Trattandosi di un ruolo di notevole responsabilità, la selezione si articola in tre fasi: preselezione dei candidati sulla base della domanda presentata, formazione obbligatoria per i candidati in possesso dei requisiti previsti, che dovrebbe partire intorno al mese di ottobre, e iscrizione nell’elenco dei tutori volontari per i candidati che abbiano portato a termine l’intera procedura di formazione.

“Ci troviamo di fronte alla necessità e all’opportunità di far gestire la tutela dei minori non accompagnati a persone di buona volontà della società civile - ha affermato la garante regionale dell’Infanzia Rita Turino -. Il numero dei minori non accompagnati si aggira, in Piemonte, intorno alle mille unità e al momento, a parte una piccola minoranza, la loro tutela è affidata agli enti pubblici. Attraverso il bando miriamo a introdurre una forma di genitorialità sociale che affianchi questi ragazzi fino al compimento della maggiore età aiutandoli a esercitare i propri diritti e ad essere consapevoli dei propri doveri”.

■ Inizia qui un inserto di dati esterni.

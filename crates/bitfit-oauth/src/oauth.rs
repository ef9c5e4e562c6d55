//! OAuth2 refresh-token grant against the provider's token endpoint.

use async_trait::async_trait;
use base64::{Engine, engine::general_purpose::STANDARD};
use reqwest::header::{AUTHORIZATION, CONTENT_TYPE};

use crate::error::{OAuthError, Result};
use crate::token::{self, ClientCredentials, TokenRecord};

/// Fitbit Web API base URL.
pub const DEFAULT_API_URL: &str = "https://api.fitbit.com";

/// Path of the token endpoint, relative to the API base URL.
pub const TOKEN_PATH: &str = "/oauth2/token";

/// Build an `Authorization: Basic` value (RFC 7617).
pub fn basic_auth_value(username: &str, password: &str) -> String {
    format!(
        "Basic {}",
        STANDARD.encode(format!("{}:{}", username, password))
    )
}

// ============================================================================
// TokenRefresher Trait
// ============================================================================

/// Exchanges a refresh token for a new token pair.
///
/// Implementations are stateless and never retry.
#[async_trait]
pub trait TokenRefresher: Send + Sync + std::fmt::Debug {
    async fn refresh(
        &self,
        credentials: &ClientCredentials,
        refresh_token: &str,
    ) -> Result<TokenRecord>;
}

// ============================================================================
// OAuth2Refresher
// ============================================================================

/// Refresher that talks to the provider over HTTP.
#[derive(Debug, Clone)]
pub struct OAuth2Refresher {
    client: reqwest::Client,
    token_url: String,
}

impl OAuth2Refresher {
    /// Create a refresher for the token endpoint under `api_url`.
    pub fn new(client: reqwest::Client, api_url: &str) -> Self {
        Self {
            client,
            token_url: format!("{}{}", api_url.trim_end_matches('/'), TOKEN_PATH),
        }
    }

    pub fn token_url(&self) -> &str {
        &self.token_url
    }

    /// Perform the grant and return the raw response body.
    pub async fn fetch_token_payload(
        &self,
        credentials: &ClientCredentials,
        refresh_token: &str,
    ) -> Result<(reqwest::StatusCode, Vec<u8>)> {
        let form = [
            ("grant_type", "refresh_token"),
            ("refresh_token", refresh_token),
        ];

        let response = self
            .client
            .post(&self.token_url)
            .header(
                AUTHORIZATION,
                basic_auth_value(&credentials.client_id, &credentials.client_secret),
            )
            .header(CONTENT_TYPE, "application/x-www-form-urlencoded")
            .form(&form)
            .send()
            .await
            .map_err(|e| OAuthError::Network(format!("Token refresh request failed: {}", e)))?;

        let status = response.status();
        let body = response
            .bytes()
            .await
            .map_err(|e| OAuthError::Network(format!("Failed to read token response: {}", e)))?;

        Ok((status, body.to_vec()))
    }
}

#[async_trait]
impl TokenRefresher for OAuth2Refresher {
    async fn refresh(
        &self,
        credentials: &ClientCredentials,
        refresh_token: &str,
    ) -> Result<TokenRecord> {
        let (status, body) = self.fetch_token_payload(credentials, refresh_token).await?;

        match token::decode(&body) {
            Ok(record) => {
                tracing::debug!(%status, expiration = %record.expiration, "Token endpoint issued new tokens");
                Ok(record)
            }
            Err(OAuthError::Provider(message)) => {
                tracing::error!(%status, %message, "Token endpoint rejected the refresh grant");
                Err(OAuthError::Provider(message))
            }
            Err(OAuthError::Decode(message)) if !status.is_success() => Err(OAuthError::Decode(
                format!("token endpoint returned {}: {}", status, message),
            )),
            Err(e) => Err(e),
        }
    }
}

Il tutore, che svolgerà la propria funzione senza compensi né rimborsi, dovrà - essenzialmente - svolgere il compito di rappresentanza legale assegnata a chi esercita la responsabilità genitoriale, perseguire il riconoscimento dei diritti del minore senza discriminazioni, promuoverne il benessere psicofisico, vigilare sui percorsi di educazione e integrazione tenendo conto delle capacità, inclinazioni naturali e aspirazioni del minore, vigilare sulle condizioni di accoglienza, sicurezza e protezione del minore e amministrarne l’eventuale patrimonio.

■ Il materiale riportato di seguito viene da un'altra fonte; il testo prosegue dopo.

//! Token lifecycle: load, proactive refresh, persist.
//!
//! A [`TokenManager`] owns the one [`TokenRecord`] shared by every request
//! made through a transport. Reads go through an `RwLock` so callers holding
//! a fresh token never wait on each other; the decide-refresh-replace-persist
//! sequence is serialized by a per-manager mutex and re-checks the record
//! after acquiring it, so a burst of callers on a stale token yields exactly
//! one refresh. A refreshed record that could not be saved is written again
//! before any further token is handed out.

use std::sync::Arc;
use std::sync::atomic::{AtomicBool, Ordering};
use std::time::Duration;

use chrono::{DateTime, TimeDelta, Utc};
use tokio::sync::{Mutex, RwLock};

use crate::error::{OAuthError, Result};
use crate::oauth::TokenRefresher;
use crate::store::TokenStore;
use crate::token::{ClientCredentials, TokenRecord};

/// How far ahead of expiration a token is refreshed. Longer than any single
/// request round trip, so a token never expires mid-flight.
pub const DEFAULT_LOOKAHEAD: Duration = Duration::from_secs(10 * 60);

/// Observable state of a manager's token.
#[derive(Debug, Clone, Copy, PartialEq, Eq)]
pub enum TokenState {
    /// Expiration is comfortably in the future.
    Valid,
    /// Expiration falls inside the lookahead window; the next request refreshes.
    NearExpiry,
    /// The last refresh attempt failed; the next request tries again.
    Failed,
}

/// Shared, cheaply clonable handle to the token lifecycle.
#[derive(Debug, Clone)]
pub struct TokenManager {
    inner: Arc<Inner>,
}

#[derive(Debug)]
struct Inner {
    record: RwLock<TokenRecord>,
    refresh_lock: Mutex<()>,
    credentials: ClientCredentials,
    store: Arc<dyn TokenStore>,
    refresher: Arc<dyn TokenRefresher>,
    lookahead: TimeDelta,
    last_refresh_failed: AtomicBool,
    pending_persist: AtomicBool,
}

/// Construction parameters for a [`TokenManager`].
#[derive(Debug, Clone)]
pub struct TokenManagerOptions {
    pub credentials: ClientCredentials,
    pub store: Arc<dyn TokenStore>,
    pub refresher: Arc<dyn TokenRefresher>,
    pub lookahead: Duration,
}

impl TokenManagerOptions {
    pub fn new(
        credentials: ClientCredentials,
        store: Arc<dyn TokenStore>,
        refresher: Arc<dyn TokenRefresher>,
    ) -> Self {
        Self {
            credentials,
            store,
            refresher,
            lookahead: DEFAULT_LOOKAHEAD,
        }
    }

    pub fn with_lookahead(mut self, lookahead: Duration) -> Self {
        self.lookahead = lookahead;
        self
    }
}

impl TokenManager {
    /// Load the stored record, refreshing once if it has already expired.
    ///
    /// Fails if the load fails or the forced refresh fails.
    pub async fn initialize(options: TokenManagerOptions) -> Result<Self> {
        let record = options.store.load().await?;
        Self::from_record(options, record).await
    }

    /// Like [`initialize`](Self::initialize), but when nothing is stored yet
    /// the given refresh token is exchanged and the result persisted first.
    pub async fn bootstrap(options: TokenManagerOptions, refresh_token: &str) -> Result<Self> {
        if options.store.exists().await {
            return Self::initialize(options).await;
        }

        tracing::info!("No stored tokens, exchanging initial refresh token");
        Self::from_record(options, TokenRecord::uninitialized(refresh_token)).await
    }

    async fn from_record(options: TokenManagerOptions, record: TokenRecord) -> Result<Self> {
        let lookahead = TimeDelta::from_std(options.lookahead)
            .map_err(|e| OAuthError::Config(format!("invalid lookahead: {}", e)))?;

        let manager = Self {
            inner: Arc::new(Inner {
                record: RwLock::new(record),
                refresh_lock: Mutex::new(()),
                credentials: options.credentials,
                store: options.store,
                refresher: options.refresher,
                lookahead,
                last_refresh_failed: AtomicBool::new(false),
                pending_persist: AtomicBool::new(false),
            }),
        };

        let expired = manager.inner.record.read().await.is_expired(Utc::now());
        if expired {
            tracing::info!("Loaded tokens have expired, refreshing before first use");
            manager.inner.refresh_when(|record, now| record.is_expired(now)).await?;
        }

        Ok(manager)
    }

    /// Return an access token that will not expire within the lookahead
    /// window, refreshing and persisting first if needed.
    ///
    /// The refresh runs on its own task: if the caller is cancelled the new
    /// pair is still stored, and only the caller's result is dropped. While
    /// a refreshed record remains unsaved every call retries the save and
    /// fails if it fails again.
    pub async fn access_token(&self) -> Result<String> {
        if !self.inner.pending_persist.load(Ordering::SeqCst) {
            let record = self.inner.record.read().await;
            if !self.inner.needs_refresh(&record, Utc::now()) {
                return Ok(record.access.clone());
            }
        }

        let inner = Arc::clone(&self.inner);
        tokio::spawn(async move {
            let lookahead = inner.lookahead;
            inner
                .refresh_when(move |record, now| record.expires_within(lookahead, now))
                .await
        })
        .await
        .map_err(|e| OAuthError::Internal(format!("token refresh task failed: {}", e)))?
    }

    /// Current state of the held token.
    pub async fn state(&self) -> TokenState {
        let record = self.inner.record.read().await;
        if !self.inner.needs_refresh(&record, Utc::now()) {
            TokenState::Valid
        } else if self.inner.last_refresh_failed.load(Ordering::SeqCst) {
            TokenState::Failed
        } else {
            TokenState::NearExpiry
        }
    }

    /// Copy of the held record.
    pub async fn snapshot(&self) -> TokenRecord {
        self.inner.record.read().await.clone()
    }

    pub fn lookahead(&self) -> Duration {
        self.inner.lookahead.to_std().unwrap_or(DEFAULT_LOOKAHEAD)
    }
}

impl Inner {
    fn needs_refresh(&self, record: &TokenRecord, now: DateTime<Utc>) -> bool {
        record.expires_within(self.lookahead, now)
    }

    /// Refresh under the lock if `stale` still holds once the lock is taken.
    async fn refresh_when<F>(&self, stale: F) -> Result<String>
    where
        F: Fn(&TokenRecord, DateTime<Utc>) -> bool,
    {
        let _guard = self.refresh_lock.lock().await;

        if self.pending_persist.load(Ordering::SeqCst) {
            let held = self.record.read().await.clone();
            tracing::info!("Retrying save of refreshed tokens");
            self.persist(&held).await?;
        }

        let current = self.record.read().await.clone();
        if !stale(&current, Utc::now()) {
            tracing::debug!("Token already refreshed by a concurrent request");
            return Ok(current.access);
        }

        tracing::info!(expiration = %current.expiration, "Refreshing access token");
        let mut fresh = match self
            .refresher
            .refresh(&self.credentials, &current.refresh)
            .await
        {
            Ok(record) => record,
            Err(e) => {
                self.last_refresh_failed.store(true, Ordering::SeqCst);
                if e.requires_reauthorization() {
                    tracing::error!(error = %e, "Refresh token rejected; re-authorization required");
                } else {
                    tracing::warn!(error = %e, "Token refresh failed, keeping previous tokens");
                }
                return Err(e);
            }
        };

        // Some providers omit the refresh token when it is not rotated.
        if fresh.refresh.is_empty() {
            fresh.refresh = current.refresh;
        }

        // Replace in memory before persisting: the old refresh token may
        // already be spent, so the new pair must not be lost on a write error.
        *self.record.write().await = fresh.clone();
        self.last_refresh_failed.store(false, Ordering::SeqCst);

        self.persist(&fresh).await?;

        tracing::info!(expiration = %fresh.expiration, "Access token refreshed");
        Ok(fresh.access)
    }

    /// Save `record`, remembering a failure so the next caller retries.
    async fn persist(&self, record: &TokenRecord) -> Result<()> {
        match self.store.save(record).await {
            Ok(()) => {
                self.pending_persist.store(false, Ordering::SeqCst);
                Ok(())
            }
            Err(e) => {
                self.pending_persist.store(true, Ordering::SeqCst);
                tracing::error!(error = %e, "Refreshed tokens could not be persisted");
                Err(e)
            }
        }
    }
}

Possono candidarsi al ruolo di tutori cittadini italiani, di altro Stato appartenente all’Ue (con adeguata conoscenza della lingua italiana) o apolidi o di Stati non appartenenti all’Ue (purché in regola con la normativa sul soggiorno sul territorio italiano e con adeguata conoscenza della lingua e della cultura italiana) che siano residenti o domiciliati in un Comune del Piemonte o della Valle d’Aosta, che abbiano almeno 25 anni di età, che siano in possesso del diploma di scuola media superiore o universitario, che godano dei diritti civili e politici, che non abbiano riportato condanne penali e non abbiano procedimenti penali in corso.

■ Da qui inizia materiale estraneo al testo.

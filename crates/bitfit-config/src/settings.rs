//! Raw settings as read from flags, environment and the JSON config file.
//!
//! Every field is optional here; the typed views in [`crate::resolved`] decide
//! what each command actually requires.

use std::path::{Path, PathBuf};

use serde::Deserialize;

use crate::error::{ConfigError, Result};

/// One layer of settings. JSON keys match the command-line flag names.
#[derive(Debug, Clone, Default, PartialEq, Eq, Deserialize)]
#[serde(default)]
pub struct Settings {
    /// OAuth2 client id.
    pub id: Option<String>,
    /// OAuth2 client secret.
    pub secret: Option<String>,
    /// Initial refresh token used to create a tokens file.
    pub refreshtoken: Option<String>,
    /// Path of the persisted token record.
    pub tokensfile: Option<PathBuf>,
    /// Base URL of a credential-gated proxy.
    pub url: Option<String>,
    /// Basic Auth username (proxy callers).
    pub username: Option<String>,
    /// Basic Auth password (proxy callers).
    pub password: Option<String>,
    /// TLS certificate chain, PEM.
    pub certfile: Option<PathBuf>,
    /// TLS private key, PEM.
    pub keyfile: Option<PathBuf>,
    /// Listen address, e.g. `:9090`.
    pub port: Option<String>,
    /// Outbound request timeout in seconds.
    pub timeout: Option<u64>,
    /// Upstream provider base URL.
    pub apiurl: Option<String>,
}

impl Settings {
    /// Load a JSON config file.
    pub fn load_file(path: &Path) -> Result<Self> {
        let content = std::fs::read_to_string(path).map_err(|source| ConfigError::ReadFile {
            path: path.display().to_string(),
            source,
        })?;
        serde_json::from_str(&content).map_err(|source| ConfigError::Parse {
            path: path.display().to_string(),
            source,
        })
    }

    /// Fill every unset field of `self` from `fallback`.
    ///
    /// Empty strings count as unset, so an exported-but-empty environment
    /// variable does not shadow the config file.
    pub fn or(self, fallback: Settings) -> Settings {
        Settings {
            id: pick(self.id, fallback.id),
            secret: pick(self.secret, fallback.secret),
            refreshtoken: pick(self.refreshtoken, fallback.refreshtoken),
            tokensfile: pick_path(self.tokensfile, fallback.tokensfile),
            url: pick(self.url, fallback.url),
            username: pick(self.username, fallback.username),
            password: pick(self.password, fallback.password),
            certfile: pick_path(self.certfile, fallback.certfile),
            keyfile: pick_path(self.keyfile, fallback.keyfile),
            port: pick(self.port, fallback.port),
            timeout: self.timeout.or(fallback.timeout),
            apiurl: pick(self.apiurl, fallback.apiurl),
        }
    }

    /// Merge with the config file at `path`, if one is given. Empty values
    /// are dropped either way.
    pub fn with_file(self, path: Option<&Path>) -> Result<Settings> {
        let fallback = match path {
            Some(path) => Settings::load_file(path)?,
            None => Settings::default(),
        };
        Ok(self.or(fallback))
    }
}

fn pick(primary: Option<String>, fallback: Option<String>) -> Option<String> {
    primary
        .filter(|s| !s.is_empty())
        .or_else(|| fallback.filter(|s| !s.is_empty()))
}

fn pick_path(primary: Option<PathBuf>, fallback: Option<PathBuf>) -> Option<PathBuf> {
    primary
        .filter(|p| !p.as_os_str().is_empty())
        .or_else(|| fallback.filter(|p| !p.as_os_str().is_empty()))
}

“Si tratta di un’opportunità, non solo formale, di accogliere i ragazzi e di non ‘parcheggiarli’ - ha concluso il procuratore della Repubblica presso il Tribunale dei minori di Piemonte e Valle d’Aosta Annamaria Baldelli - perché non dobbiamo dimenticare che si tratta di ragazzi che hanno bisogno prima di tutto di essere accolti e aiutati a integrarsi in un nuovo contesto”.

Hanno partecipato all’evento, tra gli altri, l’assessore regionale alle Politiche sociali Augusto Ferrari e i consiglieri Stefania Batzella, Valentina Caputo e Alfredo Monaco.